El salón de conferencias del Hotel Imperial brillaba como si estuviera hecho de diamantes y expectativas. Las cámaras apuntaban hacia nosotros como armas cargadas, listas para disparar flashes que me cegaban cada tres segundos. Alejandro, a mi lado, mantenía esa postura suya de emperador romano: erguido, imperturbable, con una mano posada en mi cintura como quien marca territorio sin necesidad de palabras.
El anillo en mi dedo pesaba como una promesa falsa. Brillaba demasiado bajo las luces. Tanto que a veces me preguntaba si no estaría señalando mi mentira al mundo entero.
—Señor De la Vega —una periodista de cabello rojo y labios del mismo tono levantó la mano—. Este matrimonio ha sorprendido a todos. ¿Fue amor a primera vista?
El silencio que siguió duró apenas un segundo, pero para mí fue eterno. Sentí cómo Alejandro tensaba los dedos contra mi cintura antes de responder.

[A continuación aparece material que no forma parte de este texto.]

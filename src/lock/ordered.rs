//! Reentrant lock with deadlock detection.

use std::fmt;
use std::sync::Arc;
use std::time::{Duration, Instant};

use tracing::warn;

use crate::core::error::Result;

use super::graph::LockId;
use super::LockManager;

/// A reentrant lock whose waits are tracked by a [`LockManager`].
///
/// The same thread may acquire it repeatedly; it is released once every
/// acquisition has a matching release. Clones refer to the same lock.
#[derive(Clone)]
pub struct OrderedLock {
    id: LockId,
    name: Arc<str>,
    manager: Arc<LockManager>,
}

impl OrderedLock {
    pub(crate) const fn new(id: LockId, name: Arc<str>, manager: Arc<LockManager>) -> Self {
        Self { id, name, manager }
    }

    /// Lock identifier, unique within its manager.
    #[must_use]
    pub const fn id(&self) -> LockId {
        self.id
    }

    /// Diagnostic name.
    #[must_use]
    pub fn name(&self) -> &str {
        &self.name
    }

    /// Block until the lock is held by the calling thread.
    ///
    /// # Errors
    /// [`JobError::Deadlock`](crate::JobError::Deadlock) when this thread is
    /// chosen as the victim of a cycle, [`JobError::Cancelled`](crate::JobError::Cancelled)
    /// when the job running on this thread is cancelled while waiting.
    pub fn acquire(&self) -> Result<()> {
        self.manager.acquire(self.id, &self.name, None).map(|_| ())
    }

    /// Like [`acquire`](Self::acquire) but gives up after `timeout`, returning
    /// `Ok(false)`.
    ///
    /// # Errors
    /// Same as [`acquire`](Self::acquire).
    pub fn try_acquire_for(&self, timeout: Duration) -> Result<bool> {
        self.manager
            .acquire(self.id, &self.name, Some(Instant::now() + timeout))
    }

    /// Release one level of the calling thread's hold.
    ///
    /// # Errors
    /// [`ProgrammingError::LockNotHeld`](crate::ProgrammingError::LockNotHeld)
    /// when the calling thread does not hold the lock.
    pub fn release(&self) -> Result<()> {
        self.manager.release(self.id, &self.name)
    }

    /// Acquire and return a guard that releases on drop.
    ///
    /// # Errors
    /// Same as [`acquire`](Self::acquire).
    pub fn lock(&self) -> Result<OrderedLockGuard<'_>> {
        self.acquire()?;
        Ok(OrderedLockGuard { lock: self })
    }

    /// Reentrancy depth held by the calling thread.
    #[must_use]
    pub fn depth(&self) -> usize {
        self.manager.depth(self.id)
    }

    /// True while any thread holds the lock.
    #[must_use]
    pub fn is_locked(&self) -> bool {
        self.manager.is_locked(self.id)
    }
}

impl fmt::Debug for OrderedLock {
    fn fmt(&self, f: &mut fmt::Formatter<'_>) -> fmt::Result {
        f.debug_struct("OrderedLock")
            .field("id", &self.id)
            .field("name", &self.name)
            .finish_non_exhaustive()
    }
}

/// Releases one level of an [`OrderedLock`] when dropped.
#[must_use = "the lock is released as soon as the guard is dropped"]
pub struct OrderedLockGuard<'a> {
    lock: &'a OrderedLock,
}

impl Drop for OrderedLockGuard<'_> {
    fn drop(&mut self) {
        if let Err(err) = self.lock.release() {
            warn!(lock = %self.lock.name, error = %err, "failed to release lock guard");
        }
    }
}
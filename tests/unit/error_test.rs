//! Tests for error types

use prometheus_jobs::{JobError, ProgrammingError};

#[test]
fn test_deadlock_error() {
    let err = JobError::Deadlock {
        resource: "lock `db`".to_string(),
    };
    assert_eq!(format!("{err}"), "deadlock detected while acquiring lock `db`");
}

#[test]
fn test_simple_error_messages() {
    assert_eq!(JobError::Cancelled.to_string(), "operation cancelled");
    assert_eq!(JobError::Timeout.to_string(), "operation timed out");
    assert_eq!(JobError::ShutDown.to_string(), "job manager has been shut down");
}

#[test]
fn test_invalid_config_error() {
    let err = JobError::InvalidConfig("max_workers must be at least 1".to_string());
    assert_eq!(
        err.to_string(),
        "invalid configuration: max_workers must be at least 1"
    );
}

#[test]
fn test_programming_error_wraps() {
    let err: JobError = ProgrammingError::JoinSelf(7).into();
    assert_eq!(
        err.to_string(),
        "programming error: job 7 cannot join itself"
    );
    assert!(matches!(
        err,
        JobError::Programming(ProgrammingError::JoinSelf(7))
    ));
}

#[test]
fn test_cancellation_through_anyhow() {
    let cancelled: anyhow::Error = JobError::Cancelled.into();
    assert!(JobError::is_cancellation(&cancelled));
    let wrapped = cancelled.context("while indexing");
    assert!(JobError::is_cancellation(&wrapped));
    assert!(!JobError::is_cancellation(&anyhow::anyhow!("boom")));
}
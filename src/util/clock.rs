//! Clock helpers.

use std::time::{SystemTime, UNIX_EPOCH};

/// Milliseconds since the Unix epoch, or zero if the system clock is set
/// before it.
#[must_use]
pub fn now_ms() -> u128 {
    SystemTime::now()
        .duration_since(UNIX_EPOCH)
        .map(|d| d.as_millis())
        .unwrap_or_default()
}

—Sí —dijo con una convicción tan perfecta que casi me la creí—. Desde que Mariana entró a mi oficina, supe que había algo diferente en ella.
Mentiroso profesional. Recordé perfectamente ese día: me había gritado por tardar tres minutos en llevarle un informe.
—¿Y para usted, señora De la Vega? —la periodista giró su atención hacia mí, con esa sonrisa de quien huele una historia jugosa.
Tragué saliva. Sonreí. Interpreté mi papel.
—Por supuesto —respondí, mirando a Alejandro con lo que esperaba fuera adoración y no pánico—. Aunque al principio era... intimidante.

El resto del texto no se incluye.